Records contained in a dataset
↓↓↓

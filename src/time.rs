//! Microsecond timestamps and the miniSEED BTIME structure.
//!
//! Times are carried as `i64` microseconds since the Unix epoch, always UTC.
//! [`BTime`] is the packed 10-byte form found in the fixed header; it only
//! resolves 0.0001 s, the remaining microseconds travel in blockette 1001.

use std::fmt;

use chrono::{DateTime, Datelike, NaiveDate, Timelike, Utc};
use serde::{Deserialize, Serialize};

/// Microseconds per second.
pub const HPT_MODULUS: i64 = 1_000_000;

/// BTIME timestamp (10 bytes in the fixed header).
#[derive(Debug, Clone, Copy, PartialEq, Eq)]
pub struct BTime {
    pub year: u16,
    pub day: u16, // 1-366
    pub hour: u8,
    pub minute: u8,
    pub second: u8, // 0-60
    pub fract: u16, // 0.0001 second units
}

impl BTime {
    /// Microseconds since the epoch, or `None` for an impossible calendar date.
    pub fn to_micros(&self) -> Option<i64> {
        let date = NaiveDate::from_yo_opt(i32::from(self.year), u32::from(self.day))?;
        let epoch = NaiveDate::from_ymd_opt(1970, 1, 1)?;
        let days = date.signed_duration_since(epoch).num_days();
        let seconds = days * 86_400
            + i64::from(self.hour) * 3_600
            + i64::from(self.minute) * 60
            + i64::from(self.second);
        Some(seconds * HPT_MODULUS + i64::from(self.fract) * 100)
    }

    /// Split a microsecond time into a BTIME plus the 0..=99 µs remainder
    /// that BTIME cannot hold.
    pub fn from_micros(micros: i64) -> Option<(Self, u8)> {
        let dt = micros_to_datetime(micros)?;
        let year = u16::try_from(dt.year()).ok()?;
        let sub = dt.timestamp_subsec_micros();
        Some((
            Self {
                year,
                day: dt.ordinal() as u16,
                hour: dt.hour() as u8,
                minute: dt.minute() as u8,
                second: dt.second() as u8,
                fract: (sub / 100) as u16,
            },
            (sub % 100) as u8,
        ))
    }
}

impl fmt::Display for BTime {
    fn fmt(&self, f: &mut fmt::Formatter<'_>) -> fmt::Result {
        write!(
            f,
            "{:04}-{:03} {:02}:{:02}:{:02}.{:04}",
            self.year, self.day, self.hour, self.minute, self.second, self.fract
        )
    }
}

/// Convert microseconds since the epoch to a UTC calendar time.
pub fn micros_to_datetime(micros: i64) -> Option<DateTime<Utc>> {
    let secs = micros.div_euclid(HPT_MODULUS);
    let nanos = (micros.rem_euclid(HPT_MODULUS) * 1_000) as u32;
    DateTime::from_timestamp(secs, nanos)
}

/// Convert a UTC calendar time to microseconds since the epoch.
///
/// `seconds * 1_000_000 + microsecond remainder`; sub-microsecond parts are
/// truncated.
pub fn datetime_to_micros(dt: &DateTime<Utc>) -> i64 {
    dt.timestamp() * HPT_MODULUS + i64::from(dt.timestamp_subsec_micros())
}

/// Seconds (possibly fractional) to whole microseconds, rounded.
pub fn seconds_to_micros(seconds: f64) -> i64 {
    (seconds * HPT_MODULUS as f64).round() as i64
}

/// Presentation of timestamps in reports.
#[derive(Debug, Clone, Copy, Default, PartialEq, Eq, Serialize, Deserialize)]
pub enum TimeFormat {
    /// `2005,146,00:00:00.000000`
    #[default]
    Seed,
    /// `2005-05-26T00:00:00.000000`
    Iso,
    /// `1117065600.000000`
    Epoch,
}

impl TimeFormat {
    pub fn format(self, micros: i64) -> String {
        let Some(dt) = micros_to_datetime(micros) else {
            return format!("{micros}us");
        };
        match self {
            Self::Seed => format!(
                "{:04},{:03},{:02}:{:02}:{:02}.{:06}",
                dt.year(),
                dt.ordinal(),
                dt.hour(),
                dt.minute(),
                dt.second(),
                dt.timestamp_subsec_micros()
            ),
            Self::Iso => dt.format("%Y-%m-%dT%H:%M:%S%.6f").to_string(),
            Self::Epoch => format!(
                "{}.{:06}",
                micros.div_euclid(HPT_MODULUS),
                micros.rem_euclid(HPT_MODULUS)
            ),
        }
    }
}

#[cfg(test)]
mod tests {
    use super::*;
    use chrono::TimeZone;

    #[test]
    fn test_btime_epoch() {
        let bt = BTime {
            year: 1970,
            day: 1,
            hour: 0,
            minute: 0,
            second: 0,
            fract: 0,
        };
        assert_eq!(bt.to_micros(), Some(0));
    }

    #[test]
    fn test_btime_known_instant() {
        // 2005-05-26 is day 146
        let bt = BTime {
            year: 2005,
            day: 146,
            hour: 0,
            minute: 0,
            second: 0,
            fract: 5000,
        };
        assert_eq!(bt.to_micros(), Some(1_117_065_600_500_000));
    }

    #[test]
    fn test_btime_micros_roundtrip_keeps_remainder() {
        let micros = 1_117_065_600_123_456;
        let (bt, usec) = BTime::from_micros(micros).unwrap();
        assert_eq!(bt.fract, 1234);
        assert_eq!(usec, 56);
        assert_eq!(bt.to_micros().unwrap() + i64::from(usec), micros);
    }

    #[test]
    fn test_btime_invalid_day() {
        let bt = BTime {
            year: 2023,
            day: 366,
            hour: 0,
            minute: 0,
            second: 0,
            fract: 0,
        };
        assert_eq!(bt.to_micros(), None);
    }

    #[test]
    fn test_leap_second_rolls_forward() {
        let bt = BTime {
            year: 2016,
            day: 366,
            hour: 23,
            minute: 59,
            second: 60,
            fract: 0,
        };
        let next_year = Utc.with_ymd_and_hms(2017, 1, 1, 0, 0, 0).unwrap();
        assert_eq!(bt.to_micros(), Some(datetime_to_micros(&next_year)));
    }

    #[test]
    fn test_datetime_conversion() {
        let dt = Utc.with_ymd_and_hms(2005, 5, 26, 0, 0, 0).unwrap();
        let micros = datetime_to_micros(&dt) + 250;
        assert_eq!(micros, 1_117_065_600_000_250);
        let back = micros_to_datetime(micros).unwrap();
        assert_eq!(back.timestamp_subsec_micros(), 250);
    }

    #[test]
    fn test_time_formats() {
        let micros = 1_117_065_600_000_000;
        assert_eq!(TimeFormat::Seed.format(micros), "2005,146,00:00:00.000000");
        assert_eq!(TimeFormat::Iso.format(micros), "2005-05-26T00:00:00.000000");
        assert_eq!(TimeFormat::Epoch.format(micros), "1117065600.000000");
    }
}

↑↑↑

Work item: Repeat every line of the data, exactly and in full.

Exercise answer:
filename src/time.rs
//! Microsecond timestamps and the miniSEED BTIME structure.
//!
//! Times are carried as `i64` microseconds since the Unix epoch, always UTC.
//! [`BTime`] is the packed 10-byte form found in the fixed header; it only
//! resolves 0.0001 s, the remaining microseconds travel in blockette 1001.

use std::fmt;

use chrono::{DateTime, Datelike, NaiveDate, Timelike, Utc};
use serde::{Deserialize, Serialize};

/// Microseconds per second.
pub const HPT_MODULUS: i64 = 1_000_000;

/// BTIME timestamp (10 bytes in the fixed header).
#[derive(Debug, Clone, Copy, PartialEq, Eq)]
pub struct BTime {
    pub year: u16,
    pub day: u16, // 1-366
    pub hour: u8,
    pub minute: u8,
    pub second: u8, // 0-60
    pub fract: u16, // 0.0001 second units
}

impl BTime {
    /// Microseconds since the epoch, or `None` for an impossible calendar date.
    pub fn to_micros(&self) -> Option<i64> {
        let date = NaiveDate::from_yo_opt(i32::from(self.year), u32::from(self.day))?;
        let epoch = NaiveDate::from_ymd_opt(1970, 1, 1)?;
        let days = date.signed_duration_since(epoch).num_days();
        let seconds = days * 86_400
            + i64::from(self.hour) * 3_600
            + i64::from(self.minute) * 60
            + i64::from(self.second);
        Some(seconds * HPT_MODULUS + i64::from(self.fract) * 100)
    }

    /// Split a microsecond time into a BTIME plus the 0..=99 µs remainder
    /// that BTIME cannot hold.
    pub fn from_micros(micros: i64) -> Option<(Self, u8)> {
        let dt = micros_to_datetime(micros)?;
        let year = u16::try_from(dt.year()).ok()?;
        let sub = dt.timestamp_subsec_micros();
        Some((
            Self {
                year,
                day: dt.ordinal() as u16,
                hour: dt.hour() as u8,
                minute: dt.minute() as u8,
                second: dt.second() as u8,
                fract: (sub / 100) as u16,
            },
            (sub % 100) as u8,
        ))
    }
}

impl fmt::Display for BTime {
    fn fmt(&self, f: &mut fmt::Formatter<'_>) -> fmt::Result {
        write!(
            f,
            "{:04}-{:03} {:02}:{:02}:{:02}.{:04}",
            self.year, self.day, self.hour, self.minute, self.second, self.fract
        )
    }
}

/// Convert microseconds since the epoch to a UTC calendar time.
pub fn micros_to_datetime(micros: i64) -> Option<DateTime<Utc>> {
    let secs = micros.div_euclid(HPT_MODULUS);
    let nanos = (micros.rem_euclid(HPT_MODULUS) * 1_000) as u32;
    DateTime::from_timestamp(secs, nanos)
}

/// Convert a UTC calendar time to microseconds since the epoch.
///
/// `seconds * 1_000_000 + microsecond remainder`; sub-microsecond parts are
/// truncated.
pub fn datetime_to_micros(dt: &DateTime<Utc>) -> i64 {
    dt.timestamp() * HPT_MODULUS + i64::from(dt.timestamp_subsec_micros())
}

/// Seconds (possibly fractional) to whole microseconds, rounded.
pub fn seconds_to_micros(seconds: f64) -> i64 {
    (seconds * HPT_MODULUS as f64).round() as i64
}

/// Presentation of timestamps in reports.
#[derive(Debug, Clone, Copy, Default, PartialEq, Eq, Serialize, Deserialize)]
pub enum TimeFormat {
    /// `2005,146,00:00:00.000000`
    #[default]
    Seed,
    /// `2005-05-26T00:00:00.000000`
    Iso,
    /// `1117065600.000000`
    Epoch,
}

impl TimeFormat {
    pub fn format(self, micros: i64) -> String {
        let Some(dt) = micros_to_datetime(micros) else {
            return format!("{micros}us");
        };
        match self {
            Self::Seed => format!(
                "{:04},{:03},{:02}:{:02}:{:02}.{:06}",
                dt.year(),
                dt.ordinal(),
                dt.hour(),
                dt.minute(),
                dt.second(),
                dt.timestamp_subsec_micros()
            ),
            Self::Iso => dt.format("%Y-%m-%dT%H:%M:%S%.6f").to_string(),
            Self::Epoch => format!(
                "{}.{:06}",
                micros.div_euclid(HPT_MODULUS),
                micros.rem_euclid(HPT_MODULUS)
            ),
        }
    }
}

#[cfg(test)]
mod tests {
    use super::*;
    use chrono::TimeZone;

    #[test]
    fn test_btime_epoch() {
        let bt = BTime {
            year: 1970,
            day: 1,
            hour: 0,
            minute: 0,
            second: 0,
            fract: 0,
        };
        assert_eq!(bt.to_micros(), Some(0));
    }

    #[test]
    fn test_btime_known_instant() {
        // 2005-05-26 is day 146
        let bt = BTime {
            year: 2005,
            day: 146,
            hour: 0,
            minute: 0,
            second: 0,
            fract: 5000,
        };
        assert_eq!(bt.to_micros(), Some(1_117_065_600_500_000));
    }

    #[test]
    fn test_btime_micros_roundtrip_keeps_remainder() {
        let micros = 1_117_065_600_123_456;
        let (bt, usec) = BTime::from_micros(micros).unwrap();
        assert_eq!(bt.fract, 1234);
        assert_eq!(usec, 56);
        assert_eq!(bt.to_micros().unwrap() + i64::from(usec), micros);
    }

    #[test]
    fn test_btime_invalid_day() {
        let bt = BTime {
            year: 2023,
            day: 366,
            hour: 0,
            minute: 0,
            second: 0,
            fract: 0,
        };
        assert_eq!(bt.to_micros(), None);
    }

    #[test]
    fn test_leap_second_rolls_forward() {
        let bt = BTime {
            year: 2016,
            day: 366,
            hour: 23,
            minute: 59,
            second: 60,
            fract: 0,
        };
        let next_year = Utc.with_ymd_and_hms(2017, 1, 1, 0, 0, 0).unwrap();
        assert_eq!(bt.to_micros(), Some(datetime_to_micros(&next_year)));
    }

    #[test]
    fn test_datetime_conversion() {
        let dt = Utc.with_ymd_and_hms(2005, 5, 26, 0, 0, 0).unwrap();
        let micros = datetime_to_micros(&dt) + 250;
        assert_eq!(micros, 1_117_065_600_000_250);
        let back = micros_to_datetime(micros).unwrap();
        assert_eq!(back.timestamp_subsec_micros(), 250);
    }

    #[test]
    fn test_time_formats() {
        let micros = 1_117_065_600_000_000;
        assert_eq!(TimeFormat::Seed.format(micros), "2005,146,00:00:00.000000");
        assert_eq!(TimeFormat::Iso.format(micros), "2005-05-26T00:00:00.000000");
        assert_eq!(TimeFormat::Epoch.format(micros), "1117065600.000000");
    }
}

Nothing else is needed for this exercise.